First, enter the best glide speed of the aircraft, as indicated in the book or you find yourself.

Then, below that, you enter THREE glide ratios:

The top is the best glide you can muster (best glide speed, all clean, proper feathered if you can).

The second is the best glide you can muster without touching the prop (best glide speed, all clean, proper set to cruise).

The bottom is the WORST glide you can muster! (flaps full down, nose pushed over to hold max flap extension speed!!!)

The way that you will FIND these glide ratios is fairly simple: FLY THEM!

Go up to a very high altitude on a day with little wind and fly the 3 configurations above, noting the “CURRENT GLIDE RATIO” displayed for you at the bottom of the screen. (The iPad knows your glide ratio by looking at the GPS to see the distance covered for each foot of descent! After all, that is just exactly what glide ratio IS!) If there is any wind at all up there, then do your glides in 2 or maybe 4 directions and average the results.

Once you have flown the 3 glide configurations above at the speeds listed in the buttons, averaged across perhaps 2 or 4 directions to correct for wind, Xavion will have a decent idea of how well your airplane glides. Now, in flight, if the engine ever quits, Xavion will set up hoops that follow a glide ratio halfway between best glide (prop cruise) and worst glide (prop cruise), so you should expect to come down with the flaps at about 50% to be right between those glide ratios, giving you maximum opportunity in flight to raise or lower flaps to stay right on the nominal glide. (Where, for us, “nominal glide” is exactly halfway between best glide and worst glide, so chosen because it allows the maximum margin for error if things go better or worse than planned due to winds or thermals).

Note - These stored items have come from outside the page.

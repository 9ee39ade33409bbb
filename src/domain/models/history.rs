//! Fixed-capacity FIFO history.
//!
//! Used by the executor for its stability window and by the planner for its
//! capped plan log. Pushing onto a full history evicts the oldest entry.

use std::collections::VecDeque;

/// A ring buffer that never holds more than `capacity` entries.
#[derive(Debug, Clone)]
pub struct BoundedHistory<T> {
    entries: VecDeque<T>,
    capacity: usize,
}

impl<T> BoundedHistory<T> {
    /// Create an empty history holding at most `capacity` entries.
    pub fn new(capacity: usize) -> Self {
        Self {
            entries: VecDeque::with_capacity(capacity),
            capacity,
        }
    }

    /// Append an entry, evicting the oldest ones beyond capacity.
    ///
    /// Returns the number of evicted entries. A zero-capacity history keeps
    /// nothing.
    pub fn push(&mut self, entry: T) -> usize {
        self.entries.push_back(entry);
        let mut evicted = 0;
        while self.entries.len() > self.capacity {
            self.entries.pop_front();
            evicted += 1;
        }
        evicted
    }

    pub fn len(&self) -> usize {
        self.entries.len()
    }

    pub fn is_empty(&self) -> bool {
        self.entries.is_empty()
    }

    pub const fn capacity(&self) -> usize {
        self.capacity
    }

    /// Whether the history holds `capacity` entries.
    pub fn is_full(&self) -> bool {
        self.entries.len() >= self.capacity
    }

    /// Most recently pushed entry.
    pub fn latest(&self) -> Option<&T> {
        self.entries.back()
    }

    /// Iterate oldest to newest.
    pub fn iter(&self) -> impl Iterator<Item = &T> {
        self.entries.iter()
    }

    pub fn clear(&mut self) {
        self.entries.clear();
    }
}

#[cfg(test)]
mod tests {
    use super::*;

    #[test]
    fn test_push_within_capacity() {
        let mut h = BoundedHistory::new(3);
        assert_eq!(h.push(1), 0);
        assert_eq!(h.push(2), 0);
        assert_eq!(h.len(), 2);
        assert!(!h.is_full());
        assert_eq!(h.latest(), Some(&2));
    }

    #[test]
    fn test_push_evicts_oldest() {
        let mut h = BoundedHistory::new(3);
        for i in 1..=5 {
            h.push(i);
        }
        assert_eq!(h.len(), 3);
        assert!(h.is_full());
        assert_eq!(h.iter().copied().collect::<Vec<_>>(), vec![3, 4, 5]);
    }

    #[test]
    fn test_zero_capacity_keeps_nothing() {
        let mut h = BoundedHistory::new(0);
        assert_eq!(h.push("a"), 1);
        assert!(h.is_empty());
        assert!(h.latest().is_none());
    }

    #[test]
    fn test_clear() {
        let mut h = BoundedHistory::new(2);
        h.push(1);
        h.push(2);
        h.clear();
        assert!(h.is_empty());
        assert_eq!(h.capacity(), 2);
    }
}
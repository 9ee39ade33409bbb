use crate::domain::models::{Candidate, Constraint, Plan, TacticalScores};
use crate::domain::ports::SearchStrategy;

/// Replays a fixed list of scores, cycling when it runs out.
///
/// Every call returns the same candidate. An empty script yields neutral
/// scores.
#[derive(Debug, Clone)]
pub struct ScriptedStrategy {
    script: Vec<TacticalScores>,
    cursor: usize,
    candidate: Candidate,
    evaluations: u64,
}

impl ScriptedStrategy {
    pub fn new(script: Vec<TacticalScores>) -> Self {
        Self {
            script,
            cursor: 0,
            candidate: Candidate {
                vector: Vec::new(),
                explored_nodes: 50,
                search_depth: 5,
                exploration_coverage: 0.8,
            },
            evaluations: 0,
        }
    }

    /// A script that always returns the same scores.
    pub fn constant(scores: TacticalScores) -> Self {
        Self::new(vec![scores])
    }

    /// Replace the candidate returned by `local_search`.
    #[must_use]
    pub fn with_candidate(mut self, candidate: Candidate) -> Self {
        self.candidate = candidate;
        self
    }

    /// Number of `tactical_evaluate` calls so far.
    pub const fn evaluations(&self) -> u64 {
        self.evaluations
    }
}

impl SearchStrategy for ScriptedStrategy {
    fn local_search(&mut self, plan: &Plan) -> Candidate {
        Candidate {
            search_depth: plan.strategy.depth_limit,
            ..self.candidate.clone()
        }
    }

    fn tactical_evaluate(&mut self, _candidate: &Candidate, _constraints: &[Constraint]) -> TacticalScores {
        self.evaluations += 1;
        if self.script.is_empty() {
            return TacticalScores::default();
        }
        let scores = self.script[self.cursor % self.script.len()];
        self.cursor += 1;
        scores
    }

    fn name(&self) -> &str {
        "scripted"
    }
}
//! End-to-end scenarios for the two-timescale coordinator.

mod common;

use common::{excellent, excellent_scores, mediocre, small_config};
use hierarch::adapters::sinks::RecordingEventSink;
use hierarch::adapters::strategies::{GeometricStrategy, ScriptedStrategy, SeededStrategy};
use hierarch::domain::models::{ExecutorConfig, PlannerConfig, Problem, TacticalScores};
use hierarch::services::{Coordinator, FastExecutor, SlowPlanner};
use hierarch::Plan;

#[test]
fn test_inner_cap_scenario() {
    let config = ExecutorConfig {
        max_iterations: 3,
        stability_window: 5,
        ..Default::default()
    };
    let mut executor = FastExecutor::new(config, mediocre());
    let plan = Plan::default();

    for _ in 0..3 {
        executor.compute(&plan);
    }
    assert!(executor.converged());
    assert_eq!(executor.iteration(), 0);
    assert_eq!(executor.history_len(), 0);
}

#[test]
fn test_outer_cap_scenario() {
    let mut config = small_config();
    config.coordinator.max_global_iterations = 1;
    let sink = RecordingEventSink::new();
    let mut coordinator = Coordinator::new(&config, mediocre()).with_sink(sink.clone());

    let outcome = coordinator.reason(&Problem::new("maze_pathfinding"));

    assert!(!outcome.converged);
    assert_eq!(outcome.lineage.global_iterations, 1);
    assert_eq!(outcome.convergence_metrics.iteration_count, 1);
    assert!(outcome.convergence_metrics.convergence_rate.abs() < f64::EPSILON);
    assert!((0.0..=1.0).contains(&outcome.performance));
    assert!((0.0..=1.0).contains(&outcome.quality));
    assert_eq!(sink.count("plan_produced"), 1);
    assert_eq!(sink.count("budget_exhausted"), 1);
}

#[test]
fn test_global_convergence_scenario() {
    let config = small_config();
    let mut coordinator = Coordinator::new(&config, excellent());

    let outcome = coordinator.reason(&Problem::new("sudoku_extreme").with_field("grid_size", 9));

    assert!(outcome.converged);
    assert_eq!(outcome.lineage.global_iterations, 1);
    assert_eq!(outcome.convergence_metrics.iteration_count, 1);
    assert!((outcome.convergence_metrics.convergence_rate - 1.0 / 20.0).abs() < 1e-12);
    assert!((outcome.performance - 0.99).abs() < 1e-12);
    assert!((outcome.quality - 0.99).abs() < 1e-12);
    assert_eq!(outcome.solution.scores, excellent_scores());
}

#[test]
fn test_run_completes_on_empty_problem() {
    let mut coordinator = Coordinator::new(&small_config(), excellent());
    let outcome = coordinator.reason(&Problem::default());
    assert!(outcome.converged);

    let plan = coordinator
        .planner()
        .recent_plans()
        .last()
        .cloned()
        .expect("one plan produced");
    assert!(plan.context.is_empty());
}

#[test]
fn test_geometric_strategy_converges_globally() {
    let mut coordinator = Coordinator::new(&small_config(), GeometricStrategy::new(0.8));
    let outcome = coordinator.reason(&Problem::new("sudoku_extreme"));
    assert!(outcome.converged);
    assert!(outcome.performance > 0.95);
    assert!(outcome.quality > 0.95);
}

#[test]
fn test_seeded_runs_are_reproducible() {
    let run = || {
        let mut config = small_config();
        config.coordinator.max_global_iterations = 3;
        let strategy = SeededStrategy::new(11).with_candidate_len(16);
        let mut coordinator = Coordinator::new(&config, strategy);
        let outcome = coordinator.reason(&Problem::new("maze_pathfinding"));
        (
            outcome.performance,
            outcome.quality,
            outcome.lineage.inner_iterations_total,
            coordinator.planner().state().to_vec(),
        )
    };
    assert_eq!(run(), run());
}

#[test]
fn test_declared_constraints_flow_into_plans() {
    let problem: Problem = Problem::parse(
        r#"{"type": "scheduling", "constraints": [{"type": "time", "limit": 10}]}"#,
    )
    .unwrap();
    let sink = RecordingEventSink::new();
    let mut coordinator = Coordinator::new(&small_config(), excellent()).with_sink(sink.clone());
    coordinator.reason(&problem);

    let plan = coordinator.planner().recent_plans().last().cloned().unwrap();
    assert_eq!(plan.constraints.len(), 1);
    assert_eq!(plan.constraints[0].kind(), "time");
}

#[test]
fn test_outcome_uses_last_solution_across_cycles() {
    // The strategy settles on poor scores, so every cycle ends by max_iterations
    let mut config = small_config();
    config.executor.max_iterations = 4;
    config.coordinator.max_global_iterations = 3;
    let strategy = ScriptedStrategy::new(vec![
        TacticalScores::new(1.0, 0.2, 1.0),
        TacticalScores::new(1.0, 0.3, 1.0),
        TacticalScores::new(1.0, 0.4, 1.0),
        TacticalScores::new(1.0, 0.5, 1.0),
    ]);
    let mut coordinator = Coordinator::new(&config, strategy);
    let outcome = coordinator.reason(&Problem::new("x"));

    assert!(!outcome.converged);
    assert_eq!(outcome.lineage.inner_iterations_total, 12);
    // Each cycle ends on the fourth script entry
    assert!((outcome.quality - 0.5).abs() < 1e-12);
}

#[test]
fn test_planner_and_executor_compose_from_parts() {
    let planner = SlowPlanner::new(PlannerConfig {
        state_dim: 8,
        ..Default::default()
    });
    let executor = FastExecutor::new(
        ExecutorConfig {
            state_dim: 4,
            ..Default::default()
        },
        excellent(),
    );
    let mut coordinator = Coordinator::from_parts(planner, executor, Default::default());
    let outcome = coordinator.reason(&Problem::new("x"));
    assert_eq!(outcome.computational_stats.parameters_used, 12_000);
    assert_eq!(coordinator.executor().cycles_completed(), 1);
}
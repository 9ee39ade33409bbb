//! Global convergence metrics.
//!
//! A single [`ConvergenceMetrics`] instance is owned by the coordinator for the
//! duration of a run. Only the global-convergence check writes to it; the
//! final outcome carries a snapshot.

use serde::{Deserialize, Serialize};

/// Latest stability/coherence readings and the global iteration counter.
#[derive(Debug, Clone, Copy, PartialEq, Default, Serialize, Deserialize)]
pub struct ConvergenceMetrics {
    /// Quality of the most recently checked solution. Range: 0.0 to 1.0.
    pub local_stability: f64,

    /// Performance of the most recently checked solution. Range: 0.0 to 1.0.
    pub global_coherence: f64,

    /// Number of global checks performed against an actual solution.
    #[serde(rename = "iterations")]
    pub iteration_count: u32,

    /// Fraction of the global budget consumed when convergence was reached.
    /// Stays at 0.0 if the run never converged.
    pub convergence_rate: f64,
}

impl ConvergenceMetrics {
    /// Record one global check.
    pub fn record(&mut self, performance: f64, quality: f64) {
        self.local_stability = quality;
        self.global_coherence = performance;
        self.iteration_count += 1;
    }

    /// Mark the run converged against a budget of `max_global_iterations`.
    pub fn mark_converged(&mut self, max_global_iterations: u32) {
        self.convergence_rate = if max_global_iterations == 0 {
            1.0
        } else {
            f64::from(self.iteration_count) / f64::from(max_global_iterations)
        };
    }
}
//! The externally visible result of a coordinator run.

use serde::{Deserialize, Serialize};
use uuid::Uuid;

use super::metrics::ConvergenceMetrics;
use super::solution::{Solution, SolutionPayload};

/// Floor on elapsed time when computing efficiency, in seconds.
pub const MIN_ELAPSED_SECS: f64 = 0.001;

/// Timing and size statistics for a run.
#[derive(Debug, Clone, Copy, PartialEq, Serialize, Deserialize)]
pub struct ComputationalStats {
    /// Wall time of the run in seconds.
    pub total_time: f64,
    /// Nominal parameter count derived from the configured state dimensions.
    pub parameters_used: u64,
    /// Final performance per second of wall time.
    pub efficiency: f64,
}

impl ComputationalStats {
    pub fn new(total_time: f64, parameters_used: u64, performance: f64) -> Self {
        Self {
            total_time,
            parameters_used,
            efficiency: performance / total_time.max(MIN_ELAPSED_SECS),
        }
    }
}

/// Summary of how the planner and executor cooperated.
#[derive(Debug, Clone, PartialEq, Serialize, Deserialize)]
pub struct Lineage {
    /// Feedback updates the planner absorbed.
    pub planner_updates: u64,
    /// Global checks performed against a real solution.
    pub executor_cycles: u32,
    /// Outer iterations executed.
    pub global_iterations: u32,
    /// Total executor `compute` calls across all cycles.
    pub inner_iterations_total: u64,
    /// Planner re-planning cadence at the end of the run.
    pub planner_cadence: u32,
    pub architecture_label: String,
}

/// Final result of [`Coordinator::reason`](crate::services::Coordinator::reason).
#[derive(Debug, Clone, PartialEq, Serialize, Deserialize)]
pub struct ReasoningOutcome {
    pub run_id: Uuid,
    pub converged: bool,
    /// Payload of the last solution, or an empty payload if the executor never ran.
    pub solution: SolutionPayload,
    pub performance: f64,
    pub quality: f64,
    pub convergence_metrics: ConvergenceMetrics,
    pub computational_stats: ComputationalStats,
    pub lineage: Lineage,
}

impl ReasoningOutcome {
    /// Assemble the outcome from the last solution of the run, if any.
    pub fn assemble(
        run_id: Uuid,
        converged: bool,
        last: Option<&Solution>,
        metrics: ConvergenceMetrics,
        total_time: f64,
        parameters_used: u64,
        lineage: Lineage,
    ) -> Self {
        let (solution, performance, quality) = last.map_or_else(
            || (SolutionPayload::default(), 0.0, 0.0),
            |s| (s.result.clone(), s.performance, s.quality),
        );
        Self {
            run_id,
            converged,
            solution,
            performance,
            quality,
            convergence_metrics: metrics,
            computational_stats: ComputationalStats::new(total_time, parameters_used, performance),
            lineage,
        }
    }
}
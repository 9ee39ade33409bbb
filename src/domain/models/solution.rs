//! Candidate solutions produced by the fast executor.

use chrono::{DateTime, Utc};
use serde::{Deserialize, Serialize};

/// Score used in place of a missing or non-finite reading.
pub const NEUTRAL_SCORE: f64 = 0.5;

/// Clamp a reading into [0, 1], replacing NaN and infinities with `fallback`.
pub fn unit_interval(value: f64, fallback: f64) -> f64 {
    if value.is_finite() {
        value.clamp(0.0, 1.0)
    } else {
        fallback
    }
}

/// Output of a strategy's local search step.
#[derive(Debug, Clone, PartialEq, Default, Serialize, Deserialize)]
pub struct Candidate {
    /// Domain payload. The executor blends its own state toward it.
    pub vector: Vec<f64>,
    pub explored_nodes: u32,
    pub search_depth: usize,
    /// Fraction of the search space covered. Range: 0.0 to 1.0.
    pub exploration_coverage: f64,
}

/// Output of a strategy's tactical evaluation step.
#[derive(Debug, Clone, Copy, PartialEq, Serialize, Deserialize)]
pub struct TacticalScores {
    /// Fraction of plan constraints satisfied. Range: 0.0 to 1.0.
    #[serde(default = "neutral")]
    pub constraint_satisfaction: f64,
    /// Range: 0.0 to 1.0.
    #[serde(default = "neutral")]
    pub optimization_score: f64,
    /// Fraction of the resource budget consumed. Range: 0.0 to 1.0.
    #[serde(default = "neutral")]
    pub resource_usage: f64,
}

const fn neutral() -> f64 {
    NEUTRAL_SCORE
}

impl Default for TacticalScores {
    fn default() -> Self {
        Self {
            constraint_satisfaction: NEUTRAL_SCORE,
            optimization_score: NEUTRAL_SCORE,
            resource_usage: NEUTRAL_SCORE,
        }
    }
}

impl TacticalScores {
    pub const fn new(constraint_satisfaction: f64, optimization_score: f64, resource_usage: f64) -> Self {
        Self {
            constraint_satisfaction,
            optimization_score,
            resource_usage,
        }
    }

    /// Every score forced into [0, 1].
    #[must_use]
    pub fn sanitized(self) -> Self {
        Self {
            constraint_satisfaction: unit_interval(self.constraint_satisfaction, NEUTRAL_SCORE),
            optimization_score: unit_interval(self.optimization_score, NEUTRAL_SCORE),
            resource_usage: unit_interval(self.resource_usage, NEUTRAL_SCORE),
        }
    }

    /// Mean of optimization, constraint satisfaction and resource efficiency.
    pub fn progress(&self) -> f64 {
        let efficiency = 1.0 - self.resource_usage;
        unit_interval(
            (self.optimization_score + self.constraint_satisfaction + efficiency) / 3.0,
            0.0,
        )
    }

    /// Optimization score plus a bonus of up to 0.2 for unused resources.
    pub fn performance(&self) -> f64 {
        let bonus = (1.0 - self.resource_usage) * 0.2;
        unit_interval((self.optimization_score + bonus).min(1.0), 0.0)
    }

    /// Optimization score discounted by constraint violations.
    pub fn quality(&self) -> f64 {
        unit_interval(self.optimization_score * self.constraint_satisfaction, 0.0)
    }
}

/// The domain-opaque part of a solution.
#[derive(Debug, Clone, PartialEq, Default, Serialize, Deserialize)]
pub struct SolutionPayload {
    pub candidate: Candidate,
    pub scores: TacticalScores,
    pub actions_taken: Vec<String>,
}

/// One refined candidate, scored.
#[derive(Debug, Clone, PartialEq, Serialize, Deserialize)]
pub struct Solution {
    pub result: SolutionPayload,
    /// Range: 0.0 to 1.0.
    pub progress: f64,
    /// Inner iteration that produced this solution, restarting every outer cycle.
    pub iteration: u32,
    /// Range: 0.0 to 1.0.
    pub performance: f64,
    /// Range: 0.0 to 1.0.
    pub quality: f64,
    pub created_at: DateTime<Utc>,
}

impl Solution {
    /// Score a candidate and wrap it as the solution for `iteration`.
    pub fn scored(candidate: Candidate, scores: TacticalScores, iteration: u32) -> Self {
        let scores = scores.sanitized();
        let action_count = (candidate.explored_nodes / 10).min(5);
        let actions_taken = (0..action_count).map(|i| format!("action_{i}")).collect();
        Self {
            progress: scores.progress(),
            performance: scores.performance(),
            quality: scores.quality(),
            iteration,
            result: SolutionPayload {
                candidate,
                scores,
                actions_taken,
            },
            created_at: Utc::now(),
        }
    }
}
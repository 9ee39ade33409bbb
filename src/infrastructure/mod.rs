//! Infrastructure layer module
//!
//! - Configuration management (figment layering and validation)
//! - Logging infrastructure (tracing subscriber setup)

pub mod config;
pub mod logging;
//! Hierarch CLI entry point.

use clap::Parser;

use hierarch::cli::commands::config::ConfigCommands;
use hierarch::cli::{self, Cli, Commands};
use hierarch::infrastructure::logging::{LogConfig, LoggerImpl};

fn main() {
    let cli = Cli::parse();
    let json = cli.json;

    let validating = matches!(
        &cli.command,
        Commands::Config(args) if matches!(args.command, ConfigCommands::Validate)
    );

    let loaded = if validating {
        cli::load_config_unchecked(cli.config.as_deref())
    } else {
        cli::load_config(cli.config.as_deref())
    };
    let config = match loaded {
        Ok(config) => config,
        Err(err) => cli::handle_error(err, json),
    };

    // An unvalidated logging section falls back to the defaults
    let log_config = match LogConfig::try_from(&config.logging) {
        Ok(log_config) => Ok(log_config),
        Err(_) if validating => Ok(LogConfig::default()),
        Err(err) => Err(anyhow::Error::from(err)),
    };

    // Held for the life of the process so file logs are flushed on exit
    let _logger = match log_config.and_then(|log_config| LoggerImpl::init(&log_config)) {
        Ok(logger) => logger,
        Err(err) => cli::handle_error(err, json),
    };

    let result = match cli.command {
        Commands::Run(args) => cli::commands::run::execute(args, config, json),
        Commands::Config(args) => cli::commands::config::execute(args, config, json),
    };

    if let Err(err) = result {
        cli::handle_error(err, json);
    }
}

Once you have entered this data, you should pull power and follow the hoops in the main PFD screen a few times to make sure that you like the descent rate that you have entered. If everything is perfect, you should come down perfectly down the center of the hoops at 50% flaps. If you find that the hoops are too hallow or too steep, increase or decrease the glide ratio accordingly in the GLIDE window.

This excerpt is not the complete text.